ACTION ITEM.
Each of the entries below should be written out exactly as it reads.

GIVEN ENTRIES.
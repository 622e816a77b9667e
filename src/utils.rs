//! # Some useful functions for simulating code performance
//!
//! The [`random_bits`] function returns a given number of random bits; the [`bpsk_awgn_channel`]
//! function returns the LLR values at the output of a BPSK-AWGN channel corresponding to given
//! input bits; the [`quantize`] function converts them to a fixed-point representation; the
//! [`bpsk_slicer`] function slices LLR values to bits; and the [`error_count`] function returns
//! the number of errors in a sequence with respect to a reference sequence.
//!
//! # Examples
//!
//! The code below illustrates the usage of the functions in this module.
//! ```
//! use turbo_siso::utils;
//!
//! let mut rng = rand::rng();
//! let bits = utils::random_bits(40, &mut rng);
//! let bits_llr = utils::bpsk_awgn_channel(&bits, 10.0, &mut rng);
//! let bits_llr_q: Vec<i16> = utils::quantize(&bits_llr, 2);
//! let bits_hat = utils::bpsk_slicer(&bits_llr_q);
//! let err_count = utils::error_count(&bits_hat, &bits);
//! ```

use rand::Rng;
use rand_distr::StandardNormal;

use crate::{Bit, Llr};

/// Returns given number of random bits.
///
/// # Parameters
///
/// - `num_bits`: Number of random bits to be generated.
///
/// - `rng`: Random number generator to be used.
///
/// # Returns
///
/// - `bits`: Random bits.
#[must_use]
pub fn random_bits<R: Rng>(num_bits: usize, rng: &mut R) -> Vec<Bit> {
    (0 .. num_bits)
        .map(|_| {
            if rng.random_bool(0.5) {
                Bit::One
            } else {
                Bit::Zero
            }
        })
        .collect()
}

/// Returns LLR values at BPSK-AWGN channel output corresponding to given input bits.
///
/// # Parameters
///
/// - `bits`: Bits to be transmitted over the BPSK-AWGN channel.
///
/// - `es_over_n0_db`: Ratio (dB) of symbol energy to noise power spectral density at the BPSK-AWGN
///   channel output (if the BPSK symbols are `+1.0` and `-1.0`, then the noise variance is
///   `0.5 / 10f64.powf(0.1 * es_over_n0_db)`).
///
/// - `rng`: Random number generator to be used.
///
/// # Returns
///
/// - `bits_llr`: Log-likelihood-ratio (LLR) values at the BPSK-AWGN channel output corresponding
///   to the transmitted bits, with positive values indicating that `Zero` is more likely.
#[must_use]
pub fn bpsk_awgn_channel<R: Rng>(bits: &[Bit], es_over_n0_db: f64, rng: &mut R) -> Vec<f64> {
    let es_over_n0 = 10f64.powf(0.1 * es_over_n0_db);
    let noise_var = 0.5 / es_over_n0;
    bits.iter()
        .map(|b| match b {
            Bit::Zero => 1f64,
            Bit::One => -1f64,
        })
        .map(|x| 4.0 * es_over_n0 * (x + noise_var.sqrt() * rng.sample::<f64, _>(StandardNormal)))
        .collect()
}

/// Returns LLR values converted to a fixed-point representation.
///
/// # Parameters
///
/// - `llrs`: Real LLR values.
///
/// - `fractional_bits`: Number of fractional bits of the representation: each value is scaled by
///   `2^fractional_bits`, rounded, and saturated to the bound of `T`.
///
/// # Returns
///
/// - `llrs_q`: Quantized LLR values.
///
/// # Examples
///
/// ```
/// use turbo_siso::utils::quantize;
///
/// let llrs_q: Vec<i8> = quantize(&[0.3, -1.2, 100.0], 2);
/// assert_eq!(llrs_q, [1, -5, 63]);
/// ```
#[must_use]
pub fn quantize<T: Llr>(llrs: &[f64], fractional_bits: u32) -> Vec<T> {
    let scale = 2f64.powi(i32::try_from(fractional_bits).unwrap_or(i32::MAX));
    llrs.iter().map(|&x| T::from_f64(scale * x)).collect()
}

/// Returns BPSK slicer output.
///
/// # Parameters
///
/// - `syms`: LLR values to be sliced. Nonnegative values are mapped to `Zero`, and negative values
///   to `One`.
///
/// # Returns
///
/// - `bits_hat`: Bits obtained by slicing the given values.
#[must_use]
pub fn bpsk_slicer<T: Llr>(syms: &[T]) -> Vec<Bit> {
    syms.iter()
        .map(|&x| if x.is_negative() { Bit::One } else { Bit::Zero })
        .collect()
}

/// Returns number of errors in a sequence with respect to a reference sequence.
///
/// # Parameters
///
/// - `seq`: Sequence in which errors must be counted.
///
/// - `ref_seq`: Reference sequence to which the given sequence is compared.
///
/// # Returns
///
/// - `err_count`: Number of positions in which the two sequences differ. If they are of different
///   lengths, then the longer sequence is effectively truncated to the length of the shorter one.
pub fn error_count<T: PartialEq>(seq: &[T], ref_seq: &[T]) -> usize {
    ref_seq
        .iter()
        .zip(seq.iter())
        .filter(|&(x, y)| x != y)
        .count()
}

TASK RESULT.
repository 622e816a77b9667e
filename src/utils.rs
//! # Some useful functions for simulating code performance
//!
//! The [`random_bits`] function returns a given number of random bits; the [`bpsk_awgn_channel`]
//! function returns the LLR values at the output of a BPSK-AWGN channel corresponding to given
//! input bits; the [`quantize`] function converts them to a fixed-point representation; the
//! [`bpsk_slicer`] function slices LLR values to bits; and the [`error_count`] function returns
//! the number of errors in a sequence with respect to a reference sequence.
//!
//! # Examples
//!
//! The code below illustrates the usage of the functions in this module.
//! ```
//! use turbo_siso::utils;
//!
//! let mut rng = rand::rng();
//! let bits = utils::random_bits(40, &mut rng);
//! let bits_llr = utils::bpsk_awgn_channel(&bits, 10.0, &mut rng);
//! let bits_llr_q: Vec<i16> = utils::quantize(&bits_llr, 2);
//! let bits_hat = utils::bpsk_slicer(&bits_llr_q);
//! let err_count = utils::error_count(&bits_hat, &bits);
//! ```

use rand::Rng;
use rand_distr::StandardNormal;

use crate::{Bit, Llr};

/// Returns given number of random bits.
///
/// # Parameters
///
/// - `num_bits`: Number of random bits to be generated.
///
/// - `rng`: Random number generator to be used.
///
/// # Returns
///
/// - `bits`: Random bits.
#[must_use]
pub fn random_bits<R: Rng>(num_bits: usize, rng: &mut R) -> Vec<Bit> {
    (0 .. num_bits)
        .map(|_| {
            if rng.random_bool(0.5) {
                Bit::One
            } else {
                Bit::Zero
            }
        })
        .collect()
}

/// Returns LLR values at BPSK-AWGN channel output corresponding to given input bits.
///
/// # Parameters
///
/// - `bits`: Bits to be transmitted over the BPSK-AWGN channel.
///
/// - `es_over_n0_db`: Ratio (dB) of symbol energy to noise power spectral density at the BPSK-AWGN
///   channel output (if the BPSK symbols are `+1.0` and `-1.0`, then the noise variance is
///   `0.5 / 10f64.powf(0.1 * es_over_n0_db)`).
///
/// - `rng`: Random number generator to be used.
///
/// # Returns
///
/// - `bits_llr`: Log-likelihood-ratio (LLR) values at the BPSK-AWGN channel output corresponding
///   to the transmitted bits, with positive values indicating that `Zero` is more likely.
#[must_use]
pub fn bpsk_awgn_channel<R: Rng>(bits: &[Bit], es_over_n0_db: f64, rng: &mut R) -> Vec<f64> {
    let es_over_n0 = 10f64.powf(0.1 * es_over_n0_db);
    let noise_var = 0.5 / es_over_n0;
    bits.iter()
        .map(|b| match b {
            Bit::Zero => 1f64,
            Bit::One => -1f64,
        })
        .map(|x| 4.0 * es_over_n0 * (x + noise_var.sqrt() * rng.sample::<f64, _>(StandardNormal)))
        .collect()
}

/// Returns LLR values converted to a fixed-point representation.
///
/// # Parameters
///
/// - `llrs`: Real LLR values.
///
/// - `fractional_bits`: Number of fractional bits of the representation: each value is scaled by
///   `2^fractional_bits`, rounded, and saturated to the bound of `T`.
///
/// # Returns
///
/// - `llrs_q`: Quantized LLR values.
///
/// # Examples
///
/// ```
/// use turbo_siso::utils::quantize;
///
/// let llrs_q: Vec<i8> = quantize(&[0.3, -1.2, 100.0], 2);
/// assert_eq!(llrs_q, [1, -5, 63]);
/// ```
#[must_use]
pub fn quantize<T: Llr>(llrs: &[f64], fractional_bits: u32) -> Vec<T> {
    let scale = 2f64.powi(i32::try_from(fractional_bits).unwrap_or(i32::MAX));
    llrs.iter().map(|&x| T::from_f64(scale * x)).collect()
}

/// Returns BPSK slicer output.
///
/// # Parameters
///
/// - `syms`: LLR values to be sliced. Nonnegative values are mapped to `Zero`, and negative values
///   to `One`.
///
/// # Returns
///
/// - `bits_hat`: Bits obtained by slicing the given values.
#[must_use]
pub fn bpsk_slicer<T: Llr>(syms: &[T]) -> Vec<Bit> {
    syms.iter()
        .map(|&x| if x.is_negative() { Bit::One } else { Bit::Zero })
        .collect()
}

/// Returns number of errors in a sequence with respect to a reference sequence.
///
/// # Parameters
///
/// - `seq`: Sequence in which errors must be counted.
///
/// - `ref_seq`: Reference sequence to which the given sequence is compared.
///
/// # Returns
///
/// - `err_count`: Number of positions in which the two sequences differ. If they are of different
///   lengths, then the longer sequence is effectively truncated to the length of the shorter one.
pub fn error_count<T: PartialEq>(seq: &[T], ref_seq: &[T]) -> usize {
    ref_seq
        .iter()
        .zip(seq.iter())
        .filter(|&(x, y)| x != y)
        .count()
}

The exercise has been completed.